As the locked down Chinese city of Xi’an claimed victory this week in its fight to contain the community spread of Covid-19, harrowing tales of loss and despair have emerged on social media — highlighting the immense human cost of China’s zero-Covid policy.

The city of 13 million has been under strict lockdown since December 23, as it grapples with the country’s worst coronavirus outbreak since Wuhan, the original epicenter of the pandemic. But local authorities have faced a public outcry over perceived incompetence, and disproportionately harsh measures that critics say harm the lives of those they are supposed to protect.

Over the past two weeks, Chinese social media has been flooded with posts from residents who say they have not received food, basic supplies, even medical care — painting an image of local government dysfunction as pressure builds on local officials to contain Covid just weeks before major Lunar New Year festivities and the Beijing Winter Olympics.
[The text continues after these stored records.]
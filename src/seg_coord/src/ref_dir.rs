use crate::lock::CoordLock;
use crate::namespace::{join_path, mk_nodes, CoordNamespace};
use async_trait::async_trait;
use log::{debug, info, warn};
use segdir_lib::{SegDirectory, SegFileReader, SegFileReaderBox, SegFileWriterBox, SegResult};
use std::sync::Arc;

/// Wraps a directory so that every open read handle is announced as an
/// ephemeral `<ref_path>/<name>.<seq>` node for as long as it stays open.
pub struct RefTrackingDirectory {
    inner: Arc<dyn SegDirectory>,
    ns: Arc<dyn CoordNamespace>,
    ref_path: String,
    lock_path: String,
}

impl RefTrackingDirectory {
    pub async fn new(
        inner: Arc<dyn SegDirectory>,
        ns: Arc<dyn CoordNamespace>,
        ref_path: impl Into<String>,
        lock_path: impl Into<String>,
    ) -> SegResult<Self> {
        let ref_path = ref_path.into();
        let lock_path = lock_path.into();
        mk_nodes(ns.as_ref(), &ref_path).await?;
        mk_nodes(ns.as_ref(), &lock_path).await?;
        Ok(Self {
            inner,
            ns,
            ref_path,
            lock_path,
        })
    }

    pub fn inner(&self) -> &Arc<dyn SegDirectory> {
        &self.inner
    }

    pub fn namespace(&self) -> &Arc<dyn CoordNamespace> {
        &self.ns
    }

    pub fn ref_path(&self) -> &str {
        &self.ref_path
    }

    pub fn lock_path(&self) -> &str {
        &self.lock_path
    }

    pub fn make_lock(&self, name: &str) -> CoordLock {
        CoordLock::new(self.ns.clone(), self.lock_path.clone(), name)
    }

    /// Lock nodes are ephemeral and go away with their session, so there is
    /// nothing to clear by hand.
    pub fn clear_lock(&self, name: &str) {
        info!(
            "RefTrackingDirectory: clear_lock {} ignored, {} nodes are ephemeral",
            name, self.lock_path
        );
    }
}

#[async_trait]
impl SegDirectory for RefTrackingDirectory {
    async fn list_all(&self) -> SegResult<Vec<String>> {
        self.inner.list_all().await
    }

    async fn file_exists(&self, name: &str) -> SegResult<bool> {
        self.inner.file_exists(name).await
    }

    async fn file_length(&self, name: &str) -> SegResult<u64> {
        self.inner.file_length(name).await
    }

    async fn file_modified(&self, name: &str) -> SegResult<u64> {
        self.inner.file_modified(name).await
    }

    async fn touch_file(&self, name: &str) -> SegResult<()> {
        self.inner.touch_file(name).await
    }

    async fn delete_file(&self, name: &str) -> SegResult<()> {
        self.inner.delete_file(name).await
    }

    async fn create_output(&self, name: &str) -> SegResult<SegFileWriterBox> {
        self.inner.create_output(name).await
    }

    async fn open_input(&self, name: &str) -> SegResult<SegFileReaderBox> {
        let prefix = format!("{}.", join_path(&self.ref_path, name));
        let marker = self.ns.create_ephemeral_sequential(&prefix, &[]).await?;
        match self.inner.open_input(name).await {
            Ok(reader) => {
                debug!("RefTrackingDirectory: opened {} with marker {}", name, marker);
                Ok(Box::new(RefTrackedReader {
                    inner: reader,
                    ns: self.ns.clone(),
                    marker: Some(marker),
                }))
            }
            Err(e) => {
                if let Err(del_err) = remove_marker(self.ns.as_ref(), &marker).await {
                    warn!(
                        "RefTrackingDirectory: remove marker {} after failed open failed: {}",
                        marker, del_err
                    );
                }
                Err(e)
            }
        }
    }

    async fn sync(&self, name: &str) -> SegResult<()> {
        self.inner.sync(name).await
    }

    async fn close(&self) -> SegResult<()> {
        self.inner.close().await
    }

    fn describe(&self) -> String {
        format!("refs:{}@{}", self.ref_path, self.inner.describe())
    }
}

async fn remove_marker(ns: &dyn CoordNamespace, marker: &str) -> SegResult<()> {
    match ns.delete(marker, None).await {
        Ok(()) => Ok(()),
        Err(e) if e.is_not_found() => Ok(()),
        Err(e) => Err(e),
    }
}

/// Read handle that owns its reference marker.
struct RefTrackedReader {
    inner: SegFileReaderBox,
    ns: Arc<dyn CoordNamespace>,
    marker: Option<String>,
}

#[async_trait]
impl SegFileReader for RefTrackedReader {
    fn length(&self) -> u64 {
        self.inner.length()
    }

    fn position(&self) -> u64 {
        self.inner.position()
    }

    async fn seek(&mut self, pos: u64) -> SegResult<()> {
        self.inner.seek(pos).await
    }

    async fn read(&mut self, buf: &mut [u8]) -> SegResult<usize> {
        self.inner.read(buf).await
    }

    async fn close(&mut self) -> SegResult<()> {
        let result = self.inner.close().await;
        if let Some(marker) = self.marker.take() {
            remove_marker(self.ns.as_ref(), &marker).await?;
            debug!("RefTrackedReader: released marker {}", marker);
        }
        result
    }
}

impl Drop for RefTrackedReader {
    fn drop(&mut self) {
        let marker = match self.marker.take() {
            Some(marker) => marker,
            None => return,
        };
        // dropped without close; session expiry covers the no-runtime case
        match tokio::runtime::Handle::try_current() {
            Ok(handle) => {
                let ns = self.ns.clone();
                handle.spawn(async move {
                    if let Err(e) = remove_marker(ns.as_ref(), &marker).await {
                        warn!("RefTrackedReader: remove marker {} failed: {}", marker, e);
                    }
                });
            }
            Err(_) => warn!(
                "RefTrackedReader: dropped outside a runtime, marker {} left to session expiry",
                marker
            ),
        }
    }
}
One heavily pregnant woman was allegedly turned away from a hospital on New Year’s Day because she didn’t have a valid Covid-19 test, according to a post from a user who said she was the woman’s niece. A video posted on January 3 shows the woman sitting outside with a pool of blood around her feet. She was finally admitted two hours later — but suffered a miscarriage, said the post, shared widely on Chinese micro-blogging platform Weibo before it was deleted.